SUPPLIED DATA Start Marker
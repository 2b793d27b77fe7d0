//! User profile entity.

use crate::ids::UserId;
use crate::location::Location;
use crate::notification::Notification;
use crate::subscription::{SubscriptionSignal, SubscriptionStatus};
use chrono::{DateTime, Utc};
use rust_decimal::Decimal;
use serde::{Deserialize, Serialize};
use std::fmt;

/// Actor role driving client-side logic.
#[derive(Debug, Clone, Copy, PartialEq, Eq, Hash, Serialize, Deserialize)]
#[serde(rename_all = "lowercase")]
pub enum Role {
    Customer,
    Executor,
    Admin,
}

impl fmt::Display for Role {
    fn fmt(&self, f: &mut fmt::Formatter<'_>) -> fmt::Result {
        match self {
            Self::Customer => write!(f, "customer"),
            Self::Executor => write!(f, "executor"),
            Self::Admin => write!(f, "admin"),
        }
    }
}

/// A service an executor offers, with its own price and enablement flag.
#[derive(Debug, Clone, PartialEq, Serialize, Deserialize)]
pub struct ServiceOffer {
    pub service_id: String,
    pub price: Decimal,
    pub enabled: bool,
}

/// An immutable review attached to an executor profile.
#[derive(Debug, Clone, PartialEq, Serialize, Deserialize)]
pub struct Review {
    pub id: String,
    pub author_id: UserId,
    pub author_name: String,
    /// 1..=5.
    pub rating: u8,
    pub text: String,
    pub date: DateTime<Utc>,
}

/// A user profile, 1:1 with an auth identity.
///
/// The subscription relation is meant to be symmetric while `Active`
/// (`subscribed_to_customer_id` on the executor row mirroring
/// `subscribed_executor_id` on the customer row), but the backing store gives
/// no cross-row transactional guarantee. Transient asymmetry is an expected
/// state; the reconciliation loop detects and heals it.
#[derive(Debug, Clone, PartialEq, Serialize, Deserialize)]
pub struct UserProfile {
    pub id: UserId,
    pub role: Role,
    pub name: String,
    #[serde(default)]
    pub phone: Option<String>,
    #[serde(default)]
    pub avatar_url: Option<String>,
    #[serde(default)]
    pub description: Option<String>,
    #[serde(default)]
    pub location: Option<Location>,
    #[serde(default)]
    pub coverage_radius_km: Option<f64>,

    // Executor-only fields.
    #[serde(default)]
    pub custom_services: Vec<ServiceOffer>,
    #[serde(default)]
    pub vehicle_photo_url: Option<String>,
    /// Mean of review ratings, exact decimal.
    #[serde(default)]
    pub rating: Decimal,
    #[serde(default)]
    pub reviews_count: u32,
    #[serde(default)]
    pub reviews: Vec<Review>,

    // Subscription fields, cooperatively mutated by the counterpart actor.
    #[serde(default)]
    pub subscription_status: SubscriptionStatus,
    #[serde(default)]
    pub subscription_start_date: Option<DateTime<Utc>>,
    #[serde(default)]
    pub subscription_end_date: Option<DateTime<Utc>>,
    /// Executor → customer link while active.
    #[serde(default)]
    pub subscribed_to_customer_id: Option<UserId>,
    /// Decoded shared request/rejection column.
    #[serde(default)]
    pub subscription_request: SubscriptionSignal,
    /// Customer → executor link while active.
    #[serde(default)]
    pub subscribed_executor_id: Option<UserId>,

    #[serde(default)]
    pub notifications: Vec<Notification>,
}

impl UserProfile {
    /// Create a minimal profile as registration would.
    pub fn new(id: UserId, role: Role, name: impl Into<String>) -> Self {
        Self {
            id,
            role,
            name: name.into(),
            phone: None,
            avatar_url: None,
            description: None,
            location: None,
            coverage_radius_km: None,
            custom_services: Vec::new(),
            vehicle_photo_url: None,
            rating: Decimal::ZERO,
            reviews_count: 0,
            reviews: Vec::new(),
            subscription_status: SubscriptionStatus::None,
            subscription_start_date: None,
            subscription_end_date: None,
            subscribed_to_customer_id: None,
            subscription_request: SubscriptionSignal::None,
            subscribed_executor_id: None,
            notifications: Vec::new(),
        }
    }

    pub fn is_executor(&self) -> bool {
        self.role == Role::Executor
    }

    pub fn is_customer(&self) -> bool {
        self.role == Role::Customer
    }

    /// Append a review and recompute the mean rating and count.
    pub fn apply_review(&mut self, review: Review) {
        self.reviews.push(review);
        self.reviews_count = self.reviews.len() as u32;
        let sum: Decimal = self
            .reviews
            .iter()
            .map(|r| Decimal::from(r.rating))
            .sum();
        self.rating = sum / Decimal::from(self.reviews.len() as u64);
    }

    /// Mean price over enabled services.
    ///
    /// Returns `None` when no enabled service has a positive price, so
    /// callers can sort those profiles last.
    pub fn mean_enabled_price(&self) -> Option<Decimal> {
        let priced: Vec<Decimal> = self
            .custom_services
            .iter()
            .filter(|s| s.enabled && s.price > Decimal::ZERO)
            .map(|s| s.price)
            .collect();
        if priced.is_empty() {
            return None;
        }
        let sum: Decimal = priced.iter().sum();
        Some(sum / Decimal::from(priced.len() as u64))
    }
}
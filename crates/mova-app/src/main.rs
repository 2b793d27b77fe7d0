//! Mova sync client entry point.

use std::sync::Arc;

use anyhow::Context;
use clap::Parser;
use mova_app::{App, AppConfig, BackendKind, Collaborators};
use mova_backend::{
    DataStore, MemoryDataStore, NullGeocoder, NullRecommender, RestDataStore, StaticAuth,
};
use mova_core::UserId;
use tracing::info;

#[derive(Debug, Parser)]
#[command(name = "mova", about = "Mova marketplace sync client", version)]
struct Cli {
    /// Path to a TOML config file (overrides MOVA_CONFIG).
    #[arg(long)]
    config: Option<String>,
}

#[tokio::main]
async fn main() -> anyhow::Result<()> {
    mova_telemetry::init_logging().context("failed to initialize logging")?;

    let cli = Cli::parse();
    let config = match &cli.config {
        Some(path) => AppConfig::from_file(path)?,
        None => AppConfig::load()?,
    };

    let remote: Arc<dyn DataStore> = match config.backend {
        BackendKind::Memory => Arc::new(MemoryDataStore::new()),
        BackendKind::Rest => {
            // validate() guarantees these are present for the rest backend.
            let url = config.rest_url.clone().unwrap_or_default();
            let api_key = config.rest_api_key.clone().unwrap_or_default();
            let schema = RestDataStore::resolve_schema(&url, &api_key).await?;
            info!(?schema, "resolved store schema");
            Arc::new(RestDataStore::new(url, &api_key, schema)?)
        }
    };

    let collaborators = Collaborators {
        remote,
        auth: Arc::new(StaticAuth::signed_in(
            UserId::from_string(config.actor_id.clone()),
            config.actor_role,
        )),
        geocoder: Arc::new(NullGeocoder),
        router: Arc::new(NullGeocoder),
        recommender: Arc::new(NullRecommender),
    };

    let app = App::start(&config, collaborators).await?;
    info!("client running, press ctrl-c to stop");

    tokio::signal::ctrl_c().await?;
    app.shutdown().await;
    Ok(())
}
SUPPLIED DATA End Marker
SUPPLIED DATA Start Marker
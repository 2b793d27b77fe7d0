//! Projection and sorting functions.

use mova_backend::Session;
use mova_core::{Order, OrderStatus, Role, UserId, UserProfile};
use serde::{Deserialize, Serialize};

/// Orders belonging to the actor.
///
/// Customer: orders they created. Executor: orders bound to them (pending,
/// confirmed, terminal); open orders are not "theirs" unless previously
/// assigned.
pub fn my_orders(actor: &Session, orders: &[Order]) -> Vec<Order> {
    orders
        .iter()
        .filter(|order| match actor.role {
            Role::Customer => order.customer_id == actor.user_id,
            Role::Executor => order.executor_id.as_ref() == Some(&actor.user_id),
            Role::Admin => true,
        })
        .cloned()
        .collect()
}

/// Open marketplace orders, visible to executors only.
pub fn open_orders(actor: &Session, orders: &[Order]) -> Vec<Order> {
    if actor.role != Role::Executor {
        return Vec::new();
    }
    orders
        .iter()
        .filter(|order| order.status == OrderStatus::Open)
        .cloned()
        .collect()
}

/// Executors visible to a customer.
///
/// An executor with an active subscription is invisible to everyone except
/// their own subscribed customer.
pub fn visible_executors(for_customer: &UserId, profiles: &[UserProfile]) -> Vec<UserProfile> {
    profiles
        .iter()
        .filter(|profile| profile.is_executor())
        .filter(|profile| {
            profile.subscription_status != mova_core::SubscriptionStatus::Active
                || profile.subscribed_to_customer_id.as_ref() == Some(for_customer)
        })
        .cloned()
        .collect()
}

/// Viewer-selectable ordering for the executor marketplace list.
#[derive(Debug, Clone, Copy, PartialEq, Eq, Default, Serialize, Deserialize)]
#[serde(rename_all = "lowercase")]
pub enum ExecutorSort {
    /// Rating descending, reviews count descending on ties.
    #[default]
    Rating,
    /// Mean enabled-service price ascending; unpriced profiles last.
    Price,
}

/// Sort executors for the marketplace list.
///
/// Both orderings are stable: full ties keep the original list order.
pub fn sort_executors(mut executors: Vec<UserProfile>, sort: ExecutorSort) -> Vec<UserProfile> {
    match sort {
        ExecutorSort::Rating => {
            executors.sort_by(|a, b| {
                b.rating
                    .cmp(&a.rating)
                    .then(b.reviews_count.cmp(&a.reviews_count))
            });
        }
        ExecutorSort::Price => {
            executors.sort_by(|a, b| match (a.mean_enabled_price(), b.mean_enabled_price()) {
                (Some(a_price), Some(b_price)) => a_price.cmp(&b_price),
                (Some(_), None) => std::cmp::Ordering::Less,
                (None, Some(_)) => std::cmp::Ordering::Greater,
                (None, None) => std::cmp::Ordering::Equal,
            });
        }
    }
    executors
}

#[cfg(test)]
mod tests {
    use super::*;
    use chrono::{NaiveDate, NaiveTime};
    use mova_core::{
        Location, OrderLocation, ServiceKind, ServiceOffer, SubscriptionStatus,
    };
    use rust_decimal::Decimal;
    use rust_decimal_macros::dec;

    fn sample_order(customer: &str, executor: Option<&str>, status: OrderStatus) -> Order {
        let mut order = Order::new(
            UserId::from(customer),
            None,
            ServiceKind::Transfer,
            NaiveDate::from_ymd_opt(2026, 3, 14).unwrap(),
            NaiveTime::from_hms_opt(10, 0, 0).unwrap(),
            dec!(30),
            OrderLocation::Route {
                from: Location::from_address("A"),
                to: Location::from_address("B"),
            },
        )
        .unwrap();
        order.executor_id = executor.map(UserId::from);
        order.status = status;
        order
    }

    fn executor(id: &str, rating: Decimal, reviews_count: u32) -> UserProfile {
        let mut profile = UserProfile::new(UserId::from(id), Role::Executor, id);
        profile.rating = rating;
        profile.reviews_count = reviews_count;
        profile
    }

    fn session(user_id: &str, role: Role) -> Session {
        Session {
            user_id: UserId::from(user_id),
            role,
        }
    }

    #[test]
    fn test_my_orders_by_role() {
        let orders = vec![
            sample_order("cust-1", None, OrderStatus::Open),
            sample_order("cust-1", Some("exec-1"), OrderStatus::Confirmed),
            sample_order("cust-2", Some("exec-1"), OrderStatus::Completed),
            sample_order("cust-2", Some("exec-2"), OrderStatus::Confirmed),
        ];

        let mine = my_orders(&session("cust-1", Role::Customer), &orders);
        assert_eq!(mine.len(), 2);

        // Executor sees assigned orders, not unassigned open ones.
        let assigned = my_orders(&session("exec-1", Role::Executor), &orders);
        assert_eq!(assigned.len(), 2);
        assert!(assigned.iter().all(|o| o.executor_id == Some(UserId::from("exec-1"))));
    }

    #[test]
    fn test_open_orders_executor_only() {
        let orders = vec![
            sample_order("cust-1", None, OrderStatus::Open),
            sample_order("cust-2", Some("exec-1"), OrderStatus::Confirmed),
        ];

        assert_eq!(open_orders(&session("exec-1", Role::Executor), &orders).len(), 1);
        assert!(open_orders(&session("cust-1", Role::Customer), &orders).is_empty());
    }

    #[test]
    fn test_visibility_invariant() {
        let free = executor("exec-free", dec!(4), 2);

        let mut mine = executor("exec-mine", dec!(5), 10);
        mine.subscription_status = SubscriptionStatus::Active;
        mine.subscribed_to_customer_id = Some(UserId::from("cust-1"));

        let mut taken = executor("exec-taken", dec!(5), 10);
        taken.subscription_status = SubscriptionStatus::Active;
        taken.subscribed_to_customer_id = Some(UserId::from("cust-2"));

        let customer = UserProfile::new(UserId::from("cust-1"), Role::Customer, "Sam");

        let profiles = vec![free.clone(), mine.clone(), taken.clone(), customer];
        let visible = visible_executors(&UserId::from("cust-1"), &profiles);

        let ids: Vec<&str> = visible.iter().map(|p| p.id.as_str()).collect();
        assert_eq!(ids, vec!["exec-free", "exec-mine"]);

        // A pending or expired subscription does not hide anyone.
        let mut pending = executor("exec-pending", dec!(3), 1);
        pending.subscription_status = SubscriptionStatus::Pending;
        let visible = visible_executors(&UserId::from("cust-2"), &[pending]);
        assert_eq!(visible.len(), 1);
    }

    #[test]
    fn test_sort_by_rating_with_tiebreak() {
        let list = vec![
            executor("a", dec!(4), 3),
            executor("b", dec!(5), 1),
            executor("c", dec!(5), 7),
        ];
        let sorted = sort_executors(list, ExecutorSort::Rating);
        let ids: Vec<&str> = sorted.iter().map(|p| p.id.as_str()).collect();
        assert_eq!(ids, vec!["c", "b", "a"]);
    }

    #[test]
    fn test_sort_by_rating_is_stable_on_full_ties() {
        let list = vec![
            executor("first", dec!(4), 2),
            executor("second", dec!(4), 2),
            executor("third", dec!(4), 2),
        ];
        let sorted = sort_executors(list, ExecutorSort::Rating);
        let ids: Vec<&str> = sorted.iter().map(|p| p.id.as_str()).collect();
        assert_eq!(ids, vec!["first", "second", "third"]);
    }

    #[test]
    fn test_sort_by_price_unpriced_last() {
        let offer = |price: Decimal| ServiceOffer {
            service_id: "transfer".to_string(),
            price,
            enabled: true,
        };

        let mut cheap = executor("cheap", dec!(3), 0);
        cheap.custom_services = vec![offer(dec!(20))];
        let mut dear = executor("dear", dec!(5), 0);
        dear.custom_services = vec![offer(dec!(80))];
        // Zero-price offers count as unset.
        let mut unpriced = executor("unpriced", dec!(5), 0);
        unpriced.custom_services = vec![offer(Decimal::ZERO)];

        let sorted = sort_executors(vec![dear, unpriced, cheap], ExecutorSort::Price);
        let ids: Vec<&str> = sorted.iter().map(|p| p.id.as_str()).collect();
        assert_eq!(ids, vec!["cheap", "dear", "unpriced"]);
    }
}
SUPPLIED DATA End Marker
SUPPLIED DATA Start Marker
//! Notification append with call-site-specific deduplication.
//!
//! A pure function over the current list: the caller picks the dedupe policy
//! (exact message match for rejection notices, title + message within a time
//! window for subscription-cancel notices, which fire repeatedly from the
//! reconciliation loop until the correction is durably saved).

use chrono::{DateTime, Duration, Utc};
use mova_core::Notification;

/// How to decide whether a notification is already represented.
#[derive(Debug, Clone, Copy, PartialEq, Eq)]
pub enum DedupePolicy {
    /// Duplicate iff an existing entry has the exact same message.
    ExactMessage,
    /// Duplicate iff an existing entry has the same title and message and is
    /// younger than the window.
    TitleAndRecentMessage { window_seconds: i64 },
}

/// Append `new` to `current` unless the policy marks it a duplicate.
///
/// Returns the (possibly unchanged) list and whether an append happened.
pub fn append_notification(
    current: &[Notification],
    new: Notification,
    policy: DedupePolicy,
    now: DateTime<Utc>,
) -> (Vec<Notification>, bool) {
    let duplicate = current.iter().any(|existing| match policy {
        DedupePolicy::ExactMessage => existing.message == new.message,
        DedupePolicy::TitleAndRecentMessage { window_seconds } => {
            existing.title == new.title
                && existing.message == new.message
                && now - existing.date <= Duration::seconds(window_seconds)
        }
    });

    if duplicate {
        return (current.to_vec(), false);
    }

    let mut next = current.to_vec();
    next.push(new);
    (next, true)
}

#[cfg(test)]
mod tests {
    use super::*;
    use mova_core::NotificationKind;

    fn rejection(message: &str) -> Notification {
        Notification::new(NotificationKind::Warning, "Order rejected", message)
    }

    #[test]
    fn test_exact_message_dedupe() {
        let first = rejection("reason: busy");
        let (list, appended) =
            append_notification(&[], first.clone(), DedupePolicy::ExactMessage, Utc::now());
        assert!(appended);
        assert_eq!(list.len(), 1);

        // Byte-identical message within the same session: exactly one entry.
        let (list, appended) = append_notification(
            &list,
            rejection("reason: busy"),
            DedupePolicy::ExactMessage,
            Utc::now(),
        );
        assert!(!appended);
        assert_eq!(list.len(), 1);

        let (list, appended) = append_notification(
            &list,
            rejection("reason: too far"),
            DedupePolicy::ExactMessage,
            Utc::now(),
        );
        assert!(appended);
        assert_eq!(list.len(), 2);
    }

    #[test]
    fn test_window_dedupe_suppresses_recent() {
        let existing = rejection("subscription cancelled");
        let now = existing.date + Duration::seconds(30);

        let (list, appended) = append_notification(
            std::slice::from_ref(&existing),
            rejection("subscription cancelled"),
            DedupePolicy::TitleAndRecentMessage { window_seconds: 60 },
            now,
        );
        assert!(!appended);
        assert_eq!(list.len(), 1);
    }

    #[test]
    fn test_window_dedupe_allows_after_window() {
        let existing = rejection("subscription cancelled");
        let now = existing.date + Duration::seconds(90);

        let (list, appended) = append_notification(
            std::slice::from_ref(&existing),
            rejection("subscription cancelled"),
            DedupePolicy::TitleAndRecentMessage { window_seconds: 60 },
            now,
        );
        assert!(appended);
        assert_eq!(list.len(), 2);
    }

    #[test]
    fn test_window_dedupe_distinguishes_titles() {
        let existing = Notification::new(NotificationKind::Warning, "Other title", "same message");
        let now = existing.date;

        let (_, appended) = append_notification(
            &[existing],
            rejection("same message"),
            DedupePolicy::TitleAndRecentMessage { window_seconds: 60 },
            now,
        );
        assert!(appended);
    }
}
SUPPLIED DATA End Marker
YOUR OBJECTIVE >>
Look through the entries above and quote exactly the lines from the line with "let remote: Arc<dyn" to the line with "let url = config.rest_url.clone().unwrap_or_default();", counting both of those lines.

ANSWER TO THIS EXERCISE >>
    let remote: Arc<dyn DataStore> = match config.backend {
        BackendKind::Memory => Arc::new(MemoryDataStore::new()),
        BackendKind::Rest => {
            // validate() guarantees these are present for the rest backend.
            let url = config.rest_url.clone().unwrap_or_default();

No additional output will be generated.